Today I went to The Saatchi Gallery. I was impressed to see the work there, it was the most interesting I had seen so far. They had done renovation to the inside of the building, the layout was changed and it felt more inviting as the rooms were made smaller and sectioned off instead of being huge. There was a lot more work exhibited than usual also, making most of the space. There was a lot of sculpture, a lot more than paintings, which was nice to see as usually the work is mostly paintings and the styles are similar, there was a lot of variety and mixed media and materials used. On the wall there was information also about the concepts and a bit of information about the pieces. One piece I liked was of a toilet which looked like it had been made from lots of pieces of leather. Also there was adaptations of Pop Art pieces, including from Andy Warhol's toilet, there was a toilet made from what gave the appearance of gold and also a few smaller ones which looked like they had been sculpted fairly messy and painted in different colours. The leather looking toilet was by the artist Vladimir Kozin, it was called The Toilet, 2013, made from rubber and wire 122x82x82. I liked how the materials used wasn't the materials I initially thought had been used.
There was various concepts and a different concept in each room. There were very interesting concepts, and I was surprised to see a lot of dictatorship type art pieces filling one of the rooms, I don't often see such works when I go to galleries, and this was very intriguing. One room was called 'Habitat' which explained: 'Pop Art looks closely at the way we live, focussing on the man-made environment and the mass-produced artefacts within it. Whether humble or with aspirations to glamour worn from use or immaculately new, familiar to the point of banality or exaggerated in their Kitsch appeal, domestic spaces and their associated contents have continued both to fascinate and repel artists whose aesthetic vision has been formed partly in response to Pop.
Another room was about Advertising and Consumerism: 'After years of wartime and post-war austerity, the opening of the floodgates to advertising and eager consumerism first in America during the 1950s and slightly belatedly in Britain introduced a rich new spectacle for Pop Artists to present in their art. Artists born during or after that period in the West took this for granted while sometimes casting a more cynical or dubious glance over the 'aesthetics of plenty'. For Russian and Chinese artists whose lives were formed under Communist regimes the situation has been even more complicated and nuanced given the parallels they have witnessed between political propaganda and the embrace of a market-led economy that have transformed their societies in recent decades.

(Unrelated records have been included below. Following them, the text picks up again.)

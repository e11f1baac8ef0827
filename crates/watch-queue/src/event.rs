//! Watch notifications

use kove_core::{ObjectRef, WatchedResource};
use serde::{Deserialize, Serialize};
use serde_json::Value;

#[derive(Debug, Clone, PartialEq)]
pub enum WatchEvent {
    Added {
        resource: WatchedResource,
        object: ObjectRef,
    },
    Modified {
        resource: WatchedResource,
        old: ObjectRef,
        new: ObjectRef,
    },
    Deleted {
        resource: WatchedResource,
        object: ObjectRef,
    },
}

impl WatchEvent {
    pub fn resource(&self) -> &WatchedResource {
        match self {
            WatchEvent::Added { resource, .. }
            | WatchEvent::Modified { resource, .. }
            | WatchEvent::Deleted { resource, .. } => resource,
        }
    }

    /// The current object: the new copy for modifications.
    pub fn object(&self) -> &ObjectRef {
        match self {
            WatchEvent::Added { object, .. } | WatchEvent::Deleted { object, .. } => object,
            WatchEvent::Modified { new, .. } => new,
        }
    }

    pub fn event_type(&self) -> EventType {
        match self {
            WatchEvent::Added { .. } => EventType::Added,
            WatchEvent::Modified { .. } => EventType::Modified,
            WatchEvent::Deleted { .. } => EventType::Deleted,
        }
    }
}

#[derive(Debug, Clone, Copy, PartialEq, Eq, Serialize, Deserialize)]
#[serde(rename_all = "UPPERCASE")]
pub enum EventType {
    Added,
    Modified,
    Deleted,
}

/// One line of a recorded watch stream.
#[derive(Debug, Clone, Serialize, Deserialize)]
#[serde(rename_all = "camelCase")]
pub struct RawWatchEvent {
    #[serde(rename = "type")]
    pub event_type: EventType,
    pub resource: WatchedResource,
    pub object: Value,
    #[serde(default, skip_serializing_if = "Option::is_none")]
    pub old_object: Option<Value>,
}

impl From<&WatchEvent> for RawWatchEvent {
    fn from(event: &WatchEvent) -> Self {
        let old_object = match event {
            WatchEvent::Modified { old, .. } => Some(old.body().clone()),
            _ => None,
        };
        Self {
            event_type: event.event_type(),
            resource: event.resource().clone(),
            object: event.object().body().clone(),
            old_object,
        }
    }
}
//! Structured task group
//!
//! Every accepted event becomes one task. Tasks for different objects run
//! freely; tasks for the same object are chained so they run in submission
//! order. Draining waits for every submitted task that has not finished.

use dashmap::DashMap;
use kove_core::ObjectKey;
use std::future::Future;
use std::sync::atomic::{AtomicU64, Ordering};
use std::sync::Arc;
use tokio::sync::{oneshot, Mutex};
use tokio::task::{JoinError, JoinHandle};
use tokio_util::task::TaskTracker;

/// Tail of the chain for one object.
#[derive(Debug)]
struct Link {
    sequence: u64,
    done: oneshot::Receiver<()>,
}

/// Releases the next task in the chain even if this one panics.
struct ChainGuard {
    chains: Arc<DashMap<ObjectKey, Link>>,
    key: ObjectKey,
    sequence: u64,
    done: Option<oneshot::Sender<()>>,
}

impl Drop for ChainGuard {
    fn drop(&mut self) {
        let sequence = self.sequence;
        self.chains.remove_if(&self.key, |_, link| link.sequence == sequence);
        if let Some(done) = self.done.take() {
            let _ = done.send(());
        }
    }
}

/// Handle to one submitted task.
#[derive(Debug)]
pub struct TaskHandle {
    key: ObjectKey,
    inner: JoinHandle<()>,
}

impl TaskHandle {
    pub fn key(&self) -> &ObjectKey {
        &self.key
    }

    pub fn is_finished(&self) -> bool {
        self.inner.is_finished()
    }

    /// Wait for this task alone.
    pub async fn join(self) -> Result<(), JoinError> {
        self.inner.await
    }
}

#[derive(Debug, Clone, Default)]
pub struct TaskGroup {
    tracker: TaskTracker,
    chains: Arc<DashMap<ObjectKey, Link>>,
    sequence: Arc<AtomicU64>,
    /// Held for a whole close/wait/reopen cycle of the shared tracker.
    draining: Arc<Mutex<()>>,
}

impl TaskGroup {
    pub fn new() -> Self {
        Self::default()
    }

    /// Spawn `task` behind any unfinished task for the same `key`.
    ///
    /// Must be called from within a Tokio runtime.
    pub fn submit<F>(&self, key: ObjectKey, task: F) -> TaskHandle
    where
        F: Future<Output = ()> + Send + 'static,
    {
        let sequence = self.sequence.fetch_add(1, Ordering::Relaxed);
        let (tx, rx) = oneshot::channel();
        let previous = self.chains.insert(
            key.clone(),
            Link {
                sequence,
                done: rx,
            },
        );

        let guard = ChainGuard {
            chains: self.chains.clone(),
            key: key.clone(),
            sequence,
            done: Some(tx),
        };
        let inner = self.tracker.spawn(async move {
            let _guard = guard;
            if let Some(previous) = previous {
                // A dropped sender also means the predecessor is gone.
                let _ = previous.done.await;
            }
            task.await;
        });

        TaskHandle { key, inner }
    }

    /// Whether a task for `key` is queued or running.
    pub fn is_pending(&self, key: &ObjectKey) -> bool {
        self.chains.contains_key(key)
    }

    /// Number of tasks submitted and not yet finished.
    pub fn outstanding(&self) -> usize {
        self.tracker.len()
    }

    /// Wait until every outstanding task has finished. Tasks submitted while
    /// draining are waited for as well. Concurrent drains, from any clone of
    /// the group, take turns.
    pub async fn drain(&self) {
        let _turn = self.draining.lock().await;
        self.tracker.close();
        self.tracker.wait().await;
        self.tracker.reopen();
    }
}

Another room was about Ideology and religion. It was the room I found most interesting and the sculptures and figures really popped out, filled and controlled the room, it set an atmosphere. The concept was about 'the ideological barriers confronted by artists in Russia and China particularly through to the 1980s were such powerful sources that the artists working there could harpy fail to address them, particularly if they were choosing to avail themselves of strategies associated with western Pop Art as these alignments were themselves ideologically loaded. In the UK and USA a more overtly political stance or engagement with religion surfaced only occasionally. These loaded subjects have nevertheless remained a powerful point of reference, particularly for Russian and Chinese artists seeking to define their position in relation to the recent past.'
I found these concepts interesting and powerful, the use of colours, black and red left a serious impression, some were humorous, but done in a serious way which made it more intriguing. Another room was about Mass Media: 'Celebrity culture came into its own during the 1950s and 1960s as an intrinsic by-product of the imagery and information fed to the public through the many channels of the mass media: magazines, newspapers, photography, television and the cinema. However manipulated and enhanced this synthetic version of reality now dictates our responses to the world to such a degree as to have become the sounding-board against which many artists measure their place in the world.
The last room was Art History: The notion of making art about art was central to the work of some of the original Pop artists following on logically as it did from the freedom with which they adapted their imagery from the frames of comic strips, advertisements, product designs and other existing objects. For subsequent generations the appropriation and reinterpretation of existing artistic languages including that of Pop Art itself has become an essential strategy through which to withstand the weight of art history while acknowledging the difficulty of creating new and wholly original ways of seeing.
I saw Jeff Koons' work also which were two pieces that I hadn't seen face to face before. It was of the basketballs, and when I moved looking at them the size and angle they were at seemed to change which created an illusion. There were a few porn type pictures which I didn't like or agree with, I don't think you can say sexually explicit images are art. I do not agree the term that art can be anything its just an excuse to let you make and present whatever you want.